• Dominique Pialot

The Shift Projet envisage le futur sans carbone ni croissance




Le think- tank The Shift Project planche sur un plan de transformation de l’économie française. Objectif : ouvrir d’ici l’été un débat sur une relance aboutissant à un modèle compatible avec l’accord de Paris.


Devant un problème qui n’est « pas d’abord idéologique ou moral, mais pratique, systémique, physique, matériel », les experts du Shift Project veulent se pencher non seulement sur le diagnostic, les objectifs mais aussi sur la méthode.

Ses dirigeants rappellent qu’inventer un nouveau modèle est tout simplement indispensable. Entre autres, parce que le pétrole, sur lequel s’est largement bâtie l’économie du XXème siècle, viendra à manquer en sortie de crise, qu’on le veuille ou non, notamment en raison d’investissements en berne sous l’effet de l’effondrement des prix.


Plus d’emplois et de Joules, moins de tuyaux de financements

Le retour à l’avant étant impossible, les experts du Shift se sont attaqués à l’élaboration d’un « plan de transformation de l’économie », un « crash program » dans lequel il sera plus question d’emplois, de Joules, de tonnes et de flux physiques, que de montants d’investissements et de « tuyaux de financement ». L’idée étant de se demander ce que l’on veut faire, avant de se demander « Combien ça coûte ? »

« L’argent n’est pas vraiment un problème », se plaît à répéter Jean-Marc Jancovici. Ce qui n’empêche pas le projet de faire l’objet d’une campagne de crowdfunding visant une collecte de 100.000 euros, ayant notamment vocation à renforcer la mobilisation des centaines de « Shifters », des bénévoles qui, pour la bonne cause, mettent gracieusement leurs travaux à disposition du think tank.

Le Shift a déjà publié une cinquantaine de pages esquissant un programme qui passe en revue une quinzaine de secteurs aval (mobilité, fret, logement) et amont (industrie lourde, automobile, agriculture…) ainsi que des sujets plus transverses (effets rebond, épargne et finance, urbanisme...).


Les pontiers, les architectes et les croissancistes verts

Pour construire ce pont vers une économie plus sobre et résiliente, deux équipes d’experts distinctes ont été réunies. La première, celle des « pontiers », est chargée de « proposer où et comment commencer le pont », notamment en proposant des contreparties « décarbonées » aux aides de l’État.

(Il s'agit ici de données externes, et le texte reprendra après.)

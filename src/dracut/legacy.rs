// ============================================================================
// src/dracut/legacy.rs – Revert the old in-place 90crypt patch
// ============================================================================
//
// The boot artifacts (initramfs image, grub.cfg) only change in the final
// regeneration step, so an interruption earlier leaves the machine booting
// exactly as before. Configuration edits run before the `.orig` restores so
// that a rerun after a crash still classifies as legacy-patched and resumes.

use crate::error::{PatchError, PatchResult};
use crate::grub;
use crate::host::Host;
use crate::util::atomic::atomic_write_bytes;
use crate::util::textpatch::LinePatch;
use serde::Serialize;
use std::fs;
use std::path::{Path, PathBuf};
use tracing::{info, warn};

pub const DEBUG_CMDLINE: &str = "GRUB_CMDLINE_LINUX+=\" rd.debug\"";

#[derive(Debug, Clone, Default, Serialize)]
pub struct LegacyRemoval {
    pub grub_defaults_changed: bool,
    pub crypttab_changed: bool,
    pub restored: Vec<PathBuf>,
    /// Scripts whose `.orig` was already gone or could not be moved back.
    pub skipped: Vec<PathBuf>,
}

fn legacy_uuid_arg(mapping: &str) -> String {
    format!("rd.luks.uuid={mapping}")
}

/// Header-backed fallback entry so the mapping still opens with a passphrase.
pub fn fallback_crypttab_entry(mapping: &str) -> String {
    format!("{mapping} UUID={mapping}-locked none discard,header=/osluksheader")
}

/// Undo the legacy patch and regenerate initramfs plus grub.cfg.
/// Completing means a rebuild has happened and classification moves on.
pub fn remove(host: &Host<'_>) -> PatchResult<LegacyRemoval> {
    info!("removing legacy 90crypt patch and recreating initramfs");
    let layout = host.layout;
    let mapping = layout.mapping_name();
    let mut report = LegacyRemoval::default();

    let grub_defaults = layout.grub_defaults();
    let grub_patch = LinePatch::new()
        .delete_matching(legacy_uuid_arg(mapping))
        .append_line(DEBUG_CMDLINE);
    match grub_patch.apply(&grub_defaults) {
        Ok(outcome) => report.grub_defaults_changed = outcome.changed,
        Err(err) if err.is_not_found() => {
            warn!(path = %grub_defaults.display(), "grub defaults missing; skipping cmdline cleanup")
        }
        Err(err) => return Err(err),
    }

    let crypttab = layout.crypttab();
    ensure_exists(&crypttab, 0o600)?;
    report.crypttab_changed = LinePatch::new()
        .append_line(fallback_crypttab_entry(mapping))
        .apply(&crypttab)?
        .changed;

    for (script, orig) in layout.legacy_script_pairs() {
        if restore_original(&orig, &script) {
            report.restored.push(script);
        } else {
            report.skipped.push(script);
        }
    }
    host.audit(
        "LEGACY_REVERTED",
        &format!(
            "restored={} skipped={}",
            report.restored.len(),
            report.skipped.len()
        ),
    );

    host.mutate(&host.tools.dracut, ["-f", "-v"])?;
    grub::regenerate_config(host)?;
    host.audit("LEGACY_REBUILT", "dracut -f -v; grub2-mkconfig");

    Ok(report)
}

/// Move `orig` back over `script`. Failures are logged, not fatal, so a
/// partially reverted system can still be walked forward.
fn restore_original(orig: &Path, script: &Path) -> bool {
    if !orig.exists() {
        info!(path = %orig.display(), "backup already gone; nothing to restore");
        return false;
    }
    match fs::rename(orig, script) {
        Ok(()) => {
            info!(path = %script.display(), "restored stock script");
            true
        }
        Err(err) => {
            warn!(path = %orig.display(), %err, "could not restore stock script");
            false
        }
    }
}

fn ensure_exists(path: &Path, mode: u32) -> PatchResult<()> {
    match fs::symlink_metadata(path) {
        Ok(_) => Ok(()),
        Err(e) if e.kind() == std::io::ErrorKind::NotFound => atomic_write_bytes(path, b"", mode),
        Err(e) => Err(PatchError::io("stat", path, e)),
    }
}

La seconde, celle des « architectes » devra dessiner la forme et la structure du pont. Autrement dit, décrire les possibilités de transformation concrète de chaque secteur, de chaque organe vital de la société, en termes d’emploi et de besoins de formation, d’organisation et de flux physiques.

L’urgence écologique fait désormais consensus, les experts du Shift en sont convaincus. Pour autant, « aucun économiste n’a encore travaillé sur la façon dont pourrait s’organiser un monde sans croissance », relève Jean-Marc Jancovici, rappelant que « beaucoup d’écolos bon teint sont des croissancistes verts ».


Alimenter le plan de relance attendu pour la rentrée

Mais, si « la transformation que nous envisageons réclamera dans bien des cas de simplifier ou de ralentir, souvent aussi, elle aura besoin de davantage de têtes et de bras », tient-il à rappeler. Surtout, « un système économique plus sobre n’a pas à être un système demandant aux pauvres de se serrer plus encore la ceinture », insiste-t-il . Au contraire, il peut donner de l’air aux budgets les plus modestes, en organisant des économies d’énergie et de matière. Et il peut ouvrir d’importantes possibilités nouvelles de travail. »

Les premiers résultats et propositions concrètes sont attendus d’ici au début de l'été, afin de pouvoir alimenter les pouvoirs publics sur le contenu du plan de relance annoncé par Bruno Le Maire pour la rentrée.

Le périmètre en sera le territoire national, en l’absence de stratégie européenne sur le sujet. « Le meilleur pari que l’on puisse faire, c’est d’inspirer d’autres Etats », conclut Jean-Marc Jancovici.